Among flavonoids present in wild cherry wood, flavonols were distinguished by effective antimicrobial activity against resistant bacteria [22]. Methanolic extract (80%, v/v) from oak bark (Q. robur L.) showed moderate bactericidal, fungicidal, bacteriostatic and fungistatic activity on S. aureus, Enterobacter aerogenes (today known as Klebsiella aerogenes) and C. albicans [23]. Q. robur bark showed strong antibacterial activities against Pseudomonas aeruginosa, M. flavus and E. coli, and moderate effects against other bacterial species [24]. Heartwood and resin of cherry wood exhibited cytochrome inhibition and antifungal activity [25], while cherry wood extracts possessed noticeable antimicrobial activity against 9 out of the 11 wine organisms tested [17]. Oak wood has abundant ellagitannins, which are toxic to microorganisms, and provides good resistance to fungal degradations [26].
Antimicrobial resistance presents a global problem since resistant pathogens can cause life-threatening conditions that become incurable with one or more known drugs.
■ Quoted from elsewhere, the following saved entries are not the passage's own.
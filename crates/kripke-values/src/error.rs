//! Value-level error types.

use crate::op::Operator;
use crate::value::Type;
use thiserror::Error;

/// A type-level contract violation on a value operation.
#[derive(Debug, Clone, PartialEq, Error)]
pub enum TypeError {
    #[error("type mismatch: expected {expected}, found {found}")]
    Mismatch { expected: Type, found: Type },

    #[error("operator {operator} expects {expected} operands, found {found}")]
    Arity {
        operator: Operator,
        expected: usize,
        found: usize,
    },

    #[error("operator {operator} not defined for {found}")]
    Undefined { operator: Operator, found: Type },

    #[error("division by zero")]
    DivisionByZero,
}
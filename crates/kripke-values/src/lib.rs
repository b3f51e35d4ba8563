//! Typed scalar values for graph attributes.
//!
//! This crate is the value capability consumed by the storage engine:
//! a small closed set of scalar payloads (flags, counters, probabilities,
//! rates, rewards) with type-directed arithmetic and import rules. The
//! storage layer never inspects payloads beyond this interface.

pub mod error;
pub mod op;
pub mod value;

pub use error::TypeError;
pub use op::Operator;
pub use value::{Type, Value};
//! Typed attribute overlays for nodes, edges, and whole graphs.
//!
//! Each registered attribute name maps to one [`Overlay`], a closed set of
//! five backing strategies sharing a single contract: `get` returns a
//! snapshot value, `set` requires the supplied value to be importable into
//! the declared type. Which strategy backs a name is a construction-time
//! choice made through the factory constructors.

use crate::adjacency::Adjacency;
use crate::error::{GraphError, GraphResult};
use crate::Node;
use ahash::AHashMap;
use kripke_values::{Operator, Type, TypeError, Value};

/// Name of the mandatory edge attribute holding probabilities or rates.
///
/// On the static stores it is backed by [`Overlay::StoreBacked`] so the
/// values live next to the successor arrays.
pub const WEIGHT: &str = "weight";

/// Cap on transitive [`Overlay::Computed`] evaluation.
const MAX_COMPUTED_DEPTH: usize = 32;

/// One attribute's backing storage.
///
/// The five variants are exhaustive; external code selects one via the
/// factory constructors and never matches on the representation.
#[derive(Debug, Clone)]
pub enum Overlay {
    /// One shared value for every slot. Setting the value for any one
    /// node or edge changes it for all of them; this is intentional.
    Constant { ty: Type, value: Value },
    /// Default value plus a lazily grown per-slot array; slots never
    /// written read as the default.
    Growable {
        ty: Type,
        default: Value,
        values: Vec<Value>,
    },
    /// Operator over other attributes of the same registry, re-evaluated
    /// on every read. Writes are accepted and ignored.
    Computed {
        ty: Type,
        op: Operator,
        args: Vec<String>,
    },
    /// Aliases the owning store's weight array; the store supplies the
    /// array on each access.
    StoreBacked { ty: Type },
    /// Lazily grown array keyed by a caller-computed slot offset rather
    /// than a node index. Used by the caching wrapper, where successor
    /// counts are unknown a priori.
    Derived {
        ty: Type,
        default: Value,
        values: Vec<Value>,
    },
}

impl Overlay {
    pub fn constant(ty: Type, value: Value) -> Result<Self, TypeError> {
        Ok(Overlay::Constant {
            ty,
            value: ty.import(value)?,
        })
    }

    pub fn growable(ty: Type, default: Value) -> Result<Self, TypeError> {
        Ok(Overlay::Growable {
            ty,
            default: ty.import(default)?,
            values: Vec::new(),
        })
    }

    pub fn computed(ty: Type, op: Operator, args: Vec<String>) -> Self {
        Overlay::Computed { ty, op, args }
    }

    pub fn store_backed(ty: Type) -> Self {
        Overlay::StoreBacked { ty }
    }

    pub fn derived(ty: Type, default: Value) -> Result<Self, TypeError> {
        Ok(Overlay::Derived {
            ty,
            default: ty.import(default)?,
            values: Vec::new(),
        })
    }

    /// Declared value type.
    pub fn ty(&self) -> Type {
        match self {
            Overlay::Constant { ty, .. }
            | Overlay::Growable { ty, .. }
            | Overlay::Computed { ty, .. }
            | Overlay::StoreBacked { ty }
            | Overlay::Derived { ty, .. } => *ty,
        }
    }

    /// Value an unwritten slot reads as.
    pub fn default_value(&self) -> Value {
        match self {
            Overlay::Constant { value, .. } => *value,
            Overlay::Growable { default, .. } | Overlay::Derived { default, .. } => *default,
            Overlay::Computed { ty, .. } | Overlay::StoreBacked { ty } => ty.default_value(),
        }
    }
}

/// Name → overlay registry for one slot space (node slots or edge slots).
#[derive(Debug, Clone, Default)]
pub struct OverlayMap {
    entries: AHashMap<String, Overlay>,
}

impl OverlayMap {
    pub fn new() -> Self {
        Self::default()
    }

    /// Register `overlay` under `name`. A name may be registered once;
    /// remove and re-register to replace it.
    pub fn register(&mut self, name: &str, overlay: Overlay) -> GraphResult<()> {
        if self.entries.contains_key(name) {
            return Err(GraphError::PropertyExists { name: name.into() });
        }
        self.entries.insert(name.to_owned(), overlay);
        Ok(())
    }

    pub fn remove(&mut self, name: &str) -> GraphResult<Overlay> {
        self.entries
            .remove(name)
            .ok_or_else(|| GraphError::UnknownProperty { name: name.into() })
    }

    pub fn overlay(&self, name: &str) -> GraphResult<&Overlay> {
        self.entries
            .get(name)
            .ok_or_else(|| GraphError::UnknownProperty { name: name.into() })
    }

    pub fn contains(&self, name: &str) -> bool {
        self.entries.contains_key(name)
    }

    /// Registered names in sorted order.
    pub fn names(&self) -> Vec<String> {
        let mut names: Vec<String> = self.entries.keys().cloned().collect();
        names.sort_unstable();
        names
    }

    pub fn is_empty(&self) -> bool {
        self.entries.is_empty()
    }

    /// Read `name` at `slot`. `weights` is the owning store's weight
    /// array, required only when a store-backed overlay is reached.
    pub fn get(&self, name: &str, slot: usize, weights: Option<&[Value]>) -> GraphResult<Value> {
        self.get_at_depth(name, slot, weights, 0)
    }

    fn get_at_depth(
        &self,
        name: &str,
        slot: usize,
        weights: Option<&[Value]>,
        depth: usize,
    ) -> GraphResult<Value> {
        match self.overlay(name)? {
            Overlay::Constant { value, .. } => Ok(*value),
            Overlay::Growable {
                default, values, ..
            }
            | Overlay::Derived {
                default, values, ..
            } => Ok(values.get(slot).copied().unwrap_or(*default)),
            Overlay::StoreBacked { ty } => {
                let weights = weights.ok_or_else(|| GraphError::NoBackingStore {
                    name: name.into(),
                })?;
                Ok(weights.get(slot).copied().unwrap_or(ty.default_value()))
            }
            Overlay::Computed { ty, op, args } => {
                if depth >= MAX_COMPUTED_DEPTH {
                    return Err(GraphError::ComputedDepth { name: name.into() });
                }
                let mut operands = Vec::with_capacity(args.len());
                for arg in args {
                    operands.push(self.get_at_depth(arg, slot, weights, depth + 1)?);
                }
                let result = op.apply(&operands).map_err(|source| {
                    GraphError::PropertyType {
                        name: name.into(),
                        source,
                    }
                })?;
                ty.import(result).map_err(|source| GraphError::PropertyType {
                    name: name.into(),
                    source,
                })
            }
        }
    }

    /// Write `value` to `name` at `slot`. `weights` is the owning store's
    /// weight array for store-backed overlays.
    pub fn set(
        &mut self,
        name: &str,
        slot: usize,
        value: Value,
        weights: Option<&mut Vec<Value>>,
    ) -> GraphResult<()> {
        let overlay = self
            .entries
            .get_mut(name)
            .ok_or_else(|| GraphError::UnknownProperty { name: name.into() })?;
        let wrap = |source: TypeError| GraphError::PropertyType {
            name: name.into(),
            source,
        };
        match overlay {
            Overlay::Constant { ty, value: shared } => {
                *shared = ty.import(value).map_err(wrap)?;
            }
            Overlay::Growable {
                ty,
                default,
                values,
            }
            | Overlay::Derived {
                ty,
                default,
                values,
            } => {
                let imported = ty.import(value).map_err(wrap)?;
                if values.len() <= slot {
                    values.resize(slot + 1, *default);
                }
                values[slot] = imported;
            }
            Overlay::Computed { .. } => {}
            Overlay::StoreBacked { ty } => {
                let weights = weights.ok_or_else(|| GraphError::NoBackingStore {
                    name: name.into(),
                })?;
                let imported = ty.import(value).map_err(wrap)?;
                if weights.len() <= slot {
                    weights.resize(slot + 1, ty.default_value());
                }
                weights[slot] = imported;
            }
        }
        Ok(())
    }
}

/// The attribute registries of one graph: node overlays, edge overlays,
/// and graph-level values.
#[derive(Debug, Clone, Default)]
pub struct PropertyMap {
    pub(crate) node: OverlayMap,
    pub(crate) edge: OverlayMap,
    graph: AHashMap<String, Value>,
}

impl PropertyMap {
    pub fn new() -> Self {
        Self::default()
    }

    /// Register a graph-level attribute. Names register once.
    pub fn register_graph(&mut self, name: &str, value: Value) -> GraphResult<()> {
        if self.graph.contains_key(name) {
            return Err(GraphError::PropertyExists { name: name.into() });
        }
        self.graph.insert(name.to_owned(), value);
        Ok(())
    }

    /// Update a registered graph-level attribute, importing into the type
    /// it was registered with.
    pub fn set_graph(&mut self, name: &str, value: Value) -> GraphResult<()> {
        let slot = self
            .graph
            .get_mut(name)
            .ok_or_else(|| GraphError::UnknownProperty { name: name.into() })?;
        *slot = slot.ty().import(value).map_err(|source| {
            GraphError::PropertyType {
                name: name.into(),
                source,
            }
        })?;
        Ok(())
    }

    pub fn graph(&self, name: &str) -> GraphResult<Value> {
        self.graph
            .get(name)
            .copied()
            .ok_or_else(|| GraphError::UnknownProperty { name: name.into() })
    }

    pub fn graph_names(&self) -> Vec<String> {
        let mut names: Vec<String> = self.graph.keys().cloned().collect();
        names.sort_unstable();
        names
    }
}

/// Attribute read surface shared by the static stores, used by the DOT
/// renderer and by algorithms generic over layout.
pub trait Attributed: Adjacency {
    fn node_attribute_names(&self) -> Vec<String>;
    fn edge_attribute_names(&self) -> Vec<String>;
    fn node_value(&self, name: &str, node: Node) -> GraphResult<Value>;
    fn edge_value(&self, name: &str, node: Node, index: usize) -> GraphResult<Value>;
}

#[cfg(test)]
mod tests {
    use super::*;

    #[test]
    fn test_constant_shared_write() {
        let mut map = OverlayMap::new();
        map.register("flag", Overlay::constant(Type::Bool, Value::Bool(false)).unwrap())
            .unwrap();
        assert_eq!(map.get("flag", 7, None).unwrap(), Value::Bool(false));
        // Writing slot 3 changes the value observed at every slot.
        map.set("flag", 3, Value::Bool(true), None).unwrap();
        assert_eq!(map.get("flag", 0, None).unwrap(), Value::Bool(true));
        assert_eq!(map.get("flag", 100, None).unwrap(), Value::Bool(true));
    }

    #[test]
    fn test_growable_default() {
        let mut map = OverlayMap::new();
        map.register("r", Overlay::growable(Type::Real, Value::Real(2.5)).unwrap())
            .unwrap();
        map.set("r", 5, Value::Int(4), None).unwrap();
        assert_eq!(map.get("r", 5, None).unwrap(), Value::Real(4.0));
        // Unwritten slots, below and beyond the grown range, read the default.
        assert_eq!(map.get("r", 2, None).unwrap(), Value::Real(2.5));
        assert_eq!(map.get("r", 50, None).unwrap(), Value::Real(2.5));
    }

    #[test]
    fn test_computed_reevaluates() {
        let mut map = OverlayMap::new();
        map.register("a", Overlay::growable(Type::Int, Value::Int(1)).unwrap())
            .unwrap();
        map.register("b", Overlay::growable(Type::Int, Value::Int(2)).unwrap())
            .unwrap();
        map.register(
            "sum",
            Overlay::computed(Type::Int, Operator::Add, vec!["a".into(), "b".into()]),
        )
        .unwrap();
        assert_eq!(map.get("sum", 0, None).unwrap(), Value::Int(3));
        map.set("a", 0, Value::Int(10), None).unwrap();
        assert_eq!(map.get("sum", 0, None).unwrap(), Value::Int(12));
        // Writes to a computed overlay are ignored.
        map.set("sum", 0, Value::Int(99), None).unwrap();
        assert_eq!(map.get("sum", 0, None).unwrap(), Value::Int(12));
    }

    #[test]
    fn test_computed_cycle_is_detected() {
        let mut map = OverlayMap::new();
        map.register(
            "loop",
            Overlay::computed(Type::Int, Operator::Add, vec!["loop".into(), "loop".into()]),
        )
        .unwrap();
        assert!(matches!(
            map.get("loop", 0, None),
            Err(GraphError::ComputedDepth { .. })
        ));
    }

    #[test]
    fn test_store_backed_needs_weights() {
        let mut map = OverlayMap::new();
        map.register(WEIGHT, Overlay::store_backed(Type::Real)).unwrap();
        assert!(matches!(
            map.get(WEIGHT, 0, None),
            Err(GraphError::NoBackingStore { .. })
        ));
        let mut weights = vec![Value::Real(0.0); 4];
        map.set(WEIGHT, 2, Value::Real(0.5), Some(&mut weights)).unwrap();
        assert_eq!(weights[2], Value::Real(0.5));
        assert_eq!(
            map.get(WEIGHT, 2, Some(&weights)).unwrap(),
            Value::Real(0.5)
        );
    }

    #[test]
    fn test_register_once() {
        let mut map = OverlayMap::new();
        map.register("x", Overlay::growable(Type::Int, Value::Int(0)).unwrap())
            .unwrap();
        assert!(matches!(
            map.register("x", Overlay::store_backed(Type::Real)),
            Err(GraphError::PropertyExists { .. })
        ));
        // Remove then re-register is the supported replacement path.
        map.remove("x").unwrap();
        map.register("x", Overlay::constant(Type::Int, Value::Int(7)).unwrap())
            .unwrap();
        assert_eq!(map.get("x", 0, None).unwrap(), Value::Int(7));
    }

    #[test]
    fn test_type_checked_writes() {
        let mut map = OverlayMap::new();
        map.register("n", Overlay::growable(Type::Int, Value::Int(0)).unwrap())
            .unwrap();
        assert!(matches!(
            map.set("n", 0, Value::Real(0.5), None),
            Err(GraphError::PropertyType { .. })
        ));
    }

    #[test]
    fn test_graph_attributes() {
        let mut props = PropertyMap::new();
        props.register_graph("nondet", Value::Bool(true)).unwrap();
        assert!(props.register_graph("nondet", Value::Bool(false)).is_err());
        assert_eq!(props.graph("nondet").unwrap(), Value::Bool(true));
        props.set_graph("nondet", Value::Bool(false)).unwrap();
        assert_eq!(props.graph("nondet").unwrap(), Value::Bool(false));
        assert!(props.graph("missing").is_err());
    }
}
//! Adjacency store construction and query benchmarks.

use criterion::{black_box, criterion_group, criterion_main, Criterion};
use kripke_graph::{Adjacency, FlatStore, Node};

const NODES: usize = 100_000;
const DEGREE: usize = 4;

fn build_growable() -> FlatStore {
    let mut store = FlatStore::new();
    for node in 0..NODES {
        store.prepare(node as Node, DEGREE).unwrap();
        for i in 0..DEGREE {
            store
                .set_successor(node as Node, i, ((node * 31 + i * 7) % NODES) as Node)
                .unwrap();
        }
    }
    store
}

fn build_fixed() -> FlatStore {
    let mut store = FlatStore::with_capacity(NODES, NODES * DEGREE);
    for node in 0..NODES {
        store.prepare(node as Node, DEGREE).unwrap();
        for i in 0..DEGREE {
            store
                .set_successor(node as Node, i, ((node * 31 + i * 7) % NODES) as Node)
                .unwrap();
        }
    }
    store
}

fn bench_build(c: &mut Criterion) {
    c.bench_function("flat_build_growable_100k", |b| {
        b.iter(|| black_box(build_growable()))
    });
    c.bench_function("flat_build_fixed_100k", |b| {
        b.iter(|| black_box(build_fixed()))
    });
}

fn bench_query(c: &mut Criterion) {
    let store = build_fixed();
    c.bench_function("flat_query_sweep", |b| {
        b.iter(|| {
            let mut acc: u64 = 0;
            for node in 0..NODES as Node {
                for i in 0..DEGREE {
                    acc = acc.wrapping_add(store.successor(node, i).unwrap() as u64);
                }
            }
            black_box(acc)
        })
    });
    c.bench_function("flat_query_raw_sweep", |b| {
        b.iter(|| {
            let mut acc: u64 = 0;
            for &target in store.successors_raw() {
                acc = acc.wrapping_add(target as u64);
            }
            black_box(acc)
        })
    });
}

criterion_group!(benches, bench_build, bench_query);
criterion_main!(benches);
The mechanisms of the antibacterial activities of many plant-derived flavonoids are different than those of conventional drugs, which open new possibilities in enhancement of antibacterial therapy [27]. In addition, many synthetized drugs have side-effects, which are small in the case of plant-derived compounds [27]. Due to all these reasons, the development of alternative drugs derived from natural resources is an attractive option.
Radical scavenging activity using DPPH-HPTLC (high performance still layer chromatography) assay and antimicrobial activity on wood waste extracts are not investigated so far. Thus, the main aim of this research was to assess radical scavenging and antimicrobial activities of the wood waste extracts from mulberry (M. alba L.), myrobalan plum (P. cerasifera Ehrh.), black locust (R. pseudoacacia L.), wild cherry (P. avium L.), and different species of oaks (Q. petraea (Matt.) Liebl., Q. robur L. and Q. cerris L.) and consider their usage in the pharmaceutical and food industries. Phenolic compounds were separated by using HPTLC, while radical scavenging activity was determined using DPPH-HPTLC.

2. Materials and Methods

2.1. Chemicals

Ethyl acetate was purchased from Merck (KGaA, Darmstadt, Germany); formic acid, hexan 2,2-diphenyl-1-picrylhydrazyl (DPPH) and phenolic standards from Sigma-Aldrich (Steinheim, Germany); and 2-aminoethyl diphenylborinate (NTS) from Fluka (Steinheim, Germany). Gallic acid, ferulic acid and caffeic acid were supplied by Sigma Aldrich (Steinheim, Germany).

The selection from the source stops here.